Edum aporta el dato que más interesa a cualquier comprador potencial de enchufable: la autonomía eléctrica real, no la del catálogo. Habla de unos 45 kilómetros y, con honestidad, advierte de que la cifra es muy variable según el terreno y, sobre todo, la calefacción. Su observación es coherente con lo que muestran las pruebas independientes: la autonomía homologada bajo el ciclo WLTP suele recortarse entre un 15 y un 25 por ciento en uso real, y el frío del invierno castiga especialmente a las baterías pequeñas de los PHEV, que dependen de la energía de la propia batería para climatizar el habitáculo. La conclusión práctica es que quien necesite cubrir un trayecto diario fijo debería calcular sobre la autonomía de invierno, la peor, y no sobre el número grande del folleto.
En viajes largos tiene que tragar de lo lindo, el peso no ayuda 1820 kg (el 1.8i 1475kg) y para colmo viene con un depósito de 36litros, en cuanto se agoten las baterías es buen cepo.
LaNao pone el dedo en la llaga menos comentada del enchufable: qué ocurre cuando la batería se agota en carretera. Su crítica combina dos factores reales y verificables, el sobrepeso (cita 1820 kilos frente a los 1475 de la versión de gasolina) y un depósito de combustible recortado a 36 litros para hacer hueco a la batería.

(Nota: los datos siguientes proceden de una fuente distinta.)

impl<T, S> Client<T, S>
where
    T: HttpTransport + 'static,
    S: Storage + 'static,
{
    /// Create a client with no crypto engine.
    pub fn new(transport: T, storage: S) -> Self {
        Self::with_crypto_engine(transport, storage, None)
    }

    /// Create a client with an optional crypto engine.
    pub fn with_crypto_engine(
        transport: T,
        storage: S,
        engine: Option<Arc<dyn CryptoEngine>>,
    ) -> Self {
        Self {
            inner: Arc::new(ClientInner {
                transport,
                storage,
                crypto: EncryptionOrchestrator::new(engine),
                bus: EventBus::default(),
                preprocessors: tokio::sync::RwLock::new(PreprocessorRegistry::new()),
                projector: tokio::sync::Mutex::new(None),
                lifecycle: std::sync::Mutex::new(SyncLifecycle::new()),
                user_id: std::sync::Mutex::new(None),
                presence: std::sync::Mutex::new(None),
            }),
        }
    }

    /// The signal bus for subscribing to sync output.
    pub fn bus(&self) -> &EventBus {
        &self.inner.bus
    }

    /// Register a preprocessor. Takes effect from the next sync cycle.
    pub async fn add_preprocessor(&self, preprocessor: Arc<dyn Preprocessor>) {
        self.inner.preprocessors.write().await.add(preprocessor);
    }

    /// Set the presence value sent with sync requests; `None` omits it.
    /// Read fresh at every loop iteration.
    pub fn set_presence(&self, presence: Option<String>) {
        *self.inner.presence.lock().unwrap() = presence;
    }

    /// The current sync loop lifecycle state.
    pub fn sync_state(&self) -> SyncLifecycle {
        *self.inner.lifecycle.lock().unwrap()
    }

    /// Resolve and cache the own user id.
    pub async fn whoami(&self) -> Result<String, ClientError> {
        if let Some(user_id) = self.inner.user_id.lock().unwrap().clone() {
            return Ok(user_id);
        }
        let response = self
            .inner
            .transport
            .request(Method::Get, &api("/account/whoami"), &[], None)
            .await?;
        let user_id = string_field(&response, "user_id")?;
        *self.inner.user_id.lock().unwrap() = Some(user_id.clone());
        Ok(user_id)
    }

    async fn resolve_filter(
        &self,
        user_id: &str,
        desired: FilterDefinition,
    ) -> Result<String, ClientError> {
        let cached = self.inner.storage.get_filter().await?;
        match filter_decision(cached.as_ref(), &desired) {
            FilterDecision::Reuse(id) => Ok(id),
            FilterDecision::Create => {
                let path = api(&format!("/user/{}/filter", encode_segment(user_id)));
                let response = self
                    .inner
                    .transport
                    .request(Method::Post, &path, &[], Some(desired.clone()))
                    .await?;
                let id = string_field(&response, "filter_id")?;
                self.inner
                    .storage
                    .set_filter(CachedFilter {
                        id: id.clone(),
                        definition: desired,
                    })
                    .await?;
                Ok(id)
            }
        }
    }

    /// Start the sync loop.
    ///
    /// Resolves the own user id and the sync filter up front (failures
    /// surface here), then spawns the single polling task. A no-op when the
    /// loop is already running or winding down.
    pub async fn start_sync(&self, filter: Option<FilterDefinition>) -> Result<(), ClientError> {
        if self.inner.lifecycle.lock().unwrap().is_active() {
            return Ok(());
        }
        let user_id = self.whoami().await?;
        let filter_id = self
            .resolve_filter(&user_id, filter.unwrap_or_else(default_filter))
            .await?;

        let begin = {
            let mut lifecycle = self.inner.lifecycle.lock().unwrap();
            let (next, actions) = lifecycle.on_event(LifecycleEvent::StartRequested);
            *lifecycle = next;
            actions.contains(&LifecycleAction::BeginPolling)
        };
        if begin {
            tracing::info!(user_id, filter_id, "starting sync loop");
            let inner = Arc::clone(&self.inner);
            tokio::spawn(sync_loop(inner, user_id, filter_id));
        }
        Ok(())
    }

    /// Request a cooperative stop of the sync loop.
    ///
    /// The in-flight long poll completes; only the next iteration is
    /// suppressed. Calling this repeatedly, or before `start_sync`, is a
    /// no-op.
    pub fn stop_sync(&self) {
        let mut lifecycle = self.inner.lifecycle.lock().unwrap();
        let (next, _) = lifecycle.on_event(LifecycleEvent::StopRequested);
        *lifecycle = next;
    }

    /// Send a room event, encrypting it first when the room is encrypted.
    /// Returns the new event id.
    pub async fn send_room_event(
        &self,
        room_id: &str,
        kind: &str,
        content: Value,
    ) -> Result<String, ClientError> {
        let (kind, content) = match self
            .inner
            .crypto
            .encrypt_if_needed(room_id, kind, &content)
            .await?
        {
            Some(encrypted) => (event_type::ENCRYPTED.to_string(), encrypted),
            None => (kind.to_string(), content),
        };
        let txn_id = uuid::Uuid::new_v4().to_string();
        let path = api(&format!(
            "/rooms/{}/send/{}/{}",
            encode_segment(room_id),
            encode_segment(&kind),
            txn_id
        ));
        let response = self
            .inner
            .transport
            .request(Method::Put, &path, &[], Some(content))
            .await?;
        string_field(&response, "event_id")
    }

    /// Send an `m.room.message` event. Returns the new event id.
    pub async fn send_message(&self, room_id: &str, content: Value) -> Result<String, ClientError> {
        self.send_room_event(room_id, event_type::MESSAGE, content)
            .await
    }

    /// Send a state event. State events are never encrypted.
    pub async fn send_state_event(
        &self,
        room_id: &str,
        kind: &str,
        state_key: &str,
        content: Value,
    ) -> Result<String, ClientError> {
        let path = api(&format!(
            "/rooms/{}/state/{}/{}",
            encode_segment(room_id),
            encode_segment(kind),
            encode_segment(state_key)
        ));
        let response = self
            .inner
            .transport
            .request(Method::Put, &path, &[], Some(content))
            .await?;
        string_field(&response, "event_id")
    }

    /// Join a room by id or alias. Returns the resolved room id.
    pub async fn join_room(&self, room_ref: &str) -> Result<String, ClientError> {
        if room_ref.starts_with('#') {
            RoomAlias::parse(room_ref)?;
        } else {
            RoomId::parse(room_ref)?;
        }
        let path = api(&format!("/join/{}", encode_segment(room_ref)));
        let response = self
            .inner
            .transport
            .request(Method::Post, &path, &[], Some(json!({})))
            .await?;
        string_field(&response, "room_id")
    }

    /// Leave a room.
    pub async fn leave_room(&self, room_id: &str) -> Result<(), ClientError> {
        RoomId::parse(room_id)?;
        let path = api(&format!("/rooms/{}/leave", encode_segment(room_id)));
        self.inner
            .transport
            .request(Method::Post, &path, &[], Some(json!({})))
            .await?;
        Ok(())
    }

    /// Fetch a single event, decrypted when the room is encrypted.
    pub async fn get_event(&self, room_id: &str, event_id: &str) -> Result<RawEvent, ClientError> {
        let raw = self.get_raw_event(room_id, event_id).await?;
        Ok(self
            .inner
            .crypto
            .maybe_decrypt(&raw, room_id)
            .await
            .unwrap_or(raw))
    }

    /// Fetch a single event exactly as the server stores it. Never
    /// triggers decryption.
    pub async fn get_raw_event(
        &self,
        room_id: &str,
        event_id: &str,
    ) -> Result<RawEvent, ClientError> {
        let path = api(&format!(
            "/rooms/{}/event/{}",
            encode_segment(room_id),
            encode_segment(event_id)
        ));
        let response = self
            .inner
            .transport
            .request(Method::Get, &path, &[], None)
            .await?;
        serde_json::from_value(response)
            .map_err(|e| ClientError::UnexpectedResponse(e.to_string()))
    }

    /// Whether `user_id` may send events of the given type in the room.
    pub async fn user_has_power_level_for(
        &self,
        user_id: &str,
        room_id: &str,
        kind: &str,
        is_state: bool,
    ) -> Result<bool, ClientError> {
        Ok(authz::user_has_power_level_for(self, user_id, room_id, kind, is_state).await?)
    }

    /// Whether `user_id` may perform a named action in the room.
    pub async fn user_has_power_level_for_action(
        &self,
        user_id: &str,
        room_id: &str,
        action: PowerLevelAction,
    ) -> Result<bool, ClientError> {
        Ok(authz::user_has_power_level_for_action(self, user_id, room_id, action).await?)
    }

    /// The legal bounds for the own user changing `target_id`'s power level.
    pub async fn power_level_change_bounds(
        &self,
        target_id: &str,
        room_id: &str,
    ) -> Result<PowerLevelBounds, ClientError> {
        let own = self.whoami().await?;
        Ok(authz::power_level_change_bounds(self, &own, target_id, room_id).await?)
    }

    /// The upgrade history around a room.
    pub async fn upgrade_history(
        &self,
        room_id: &str,
    ) -> Result<RoomUpgradeHistory, ClientError> {
        Ok(upgrades::upgrade_history(self, room_id).await?)
    }

    /// Resolve a room as a space. Fails with [`ClientError::NotASpace`]
    /// when its create event does not carry the space room type.
    pub async fn get_space(&self, room_id: &str) -> Result<Space, ClientError> {
        let create = self
            .get_room_state_event(room_id, event_type::CREATE, "")
            .await?;
        let is_space = create
            .as_ref()
            .and_then(|e| e.content.get("type"))
            .and_then(Value::as_str)
            == Some(event_type::SPACE);
        if is_space {
            Ok(Space {
                room_id: room_id.to_string(),
            })
        } else {
            Err(ClientError::NotASpace(room_id.to_string()))
        }
    }

    /// Upload one-time keys to the server. Requires a crypto engine.
    pub async fn upload_one_time_keys(
        &self,
        one_time_keys: Value,
    ) -> Result<BTreeMap<String, u64>, ClientError> {
        self.inner.crypto.engine()?;
        let response = self
            .inner
            .transport
            .request(
                Method::Post,
                &api("/keys/upload"),
                &[],
                Some(json!({"one_time_keys": one_time_keys})),
            )
            .await?;
        parse_key_counts(&response)
    }

    /// Query the server-side one-time key counts. Requires a crypto engine.
    pub async fn get_one_time_key_counts(&self) -> Result<BTreeMap<String, u64>, ClientError> {
        self.inner.crypto.engine()?;
        let response = self
            .inner
            .transport
            .request(Method::Post, &api("/keys/upload"), &[], Some(json!({})))
            .await?;
        parse_key_counts(&response)
    }

    /// Claim one-time keys for the given device map. Requires a crypto
    /// engine.
    pub async fn claim_one_time_keys(&self, one_time_keys: Value) -> Result<Value, ClientError> {
        self.inner.crypto.engine()?;
        let response = self
            .inner
            .transport
            .request(
                Method::Post,
                &api("/keys/claim"),
                &[],
                Some(json!({"one_time_keys": one_time_keys})),
            )
            .await?;
        Ok(response)
    }

    /// List the own user's devices. Requires a crypto engine.
    pub async fn get_own_devices(&self) -> Result<Vec<Value>, ClientError> {
        self.inner.crypto.engine()?;
        let response = self
            .inner
            .transport
            .request(Method::Get, &api("/devices"), &[], None)
            .await?;
        match response.get("devices") {
            Some(Value::Array(devices)) => Ok(devices.clone()),
            _ => Err(ClientError::UnexpectedResponse(
                "missing field devices".into(),
            )),
        }
    }
}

La consecuencia que describe con sorna, que el coche se convierte en "buen cepo", es exactamente el reproche técnico que los analistas hacen a muchos PHEV: una vez vacía la batería, el conductor arrastra cientos de kilos muertos con un motor de combustión que debe mover más peso y con menos autonomía de gasolina. Es el reverso del testimonio de MPS1974: si el viaje es largo y no hay forma de recargar por el camino, el enchufable se comporta peor que un híbrido convencional bien resuelto.
Repito. El que despotrica del eléctrico es porque no lo ha probado unos días.
Frente a las cautelas de los foreros del enchufable, Twiky encarna la voz del converso al eléctrico puro. Su frase es deliberadamente provocadora, pero la respalda con experiencia: dice tener un Tesla con 70.000 kilómetros y comenta que lo primero que tuvo que hacerle la semana anterior fueron las ruedas, una alusión directa al bajísimo mantenimiento del eléctrico, que prescinde de aceite, filtros de motor, correas y embragues. Su testimonio matiza el debate desde otro ángulo: muchos rechazos al BEV nacen de la teoría y de la ansiedad de autonomía, no del uso cotidiano, donde la mayoría de los trayectos son cortos y la carga se hace en casa por la noche. Conviene leerlo, eso sí, junto a las voces que sí han sufrido la planificación de viajes largos: el entusiasmo de Twiky se entiende mejor en un perfil con carga doméstica y kilometraje urbano.
Lo que se desprende: ¿Se puede cargar a diario, en casa y en el trabajo? De esa sola pregunta depende que el híbrido enchufable brille o decepcione: sin ese hábito, el sobrepeso de la batería juega en contra y el consumo se dispara en viaje. Frente a esa exigencia, los partidarios del híbrido convencional reivindican la sencillez y los tres litros en ciudad, mientras que los conversos al eléctrico puro insisten en que el rechazo inicial desaparece tras unos días de uso real. La controversia, en el fondo, no es tanto qué tecnología es mejor como para qué perfil de conductor.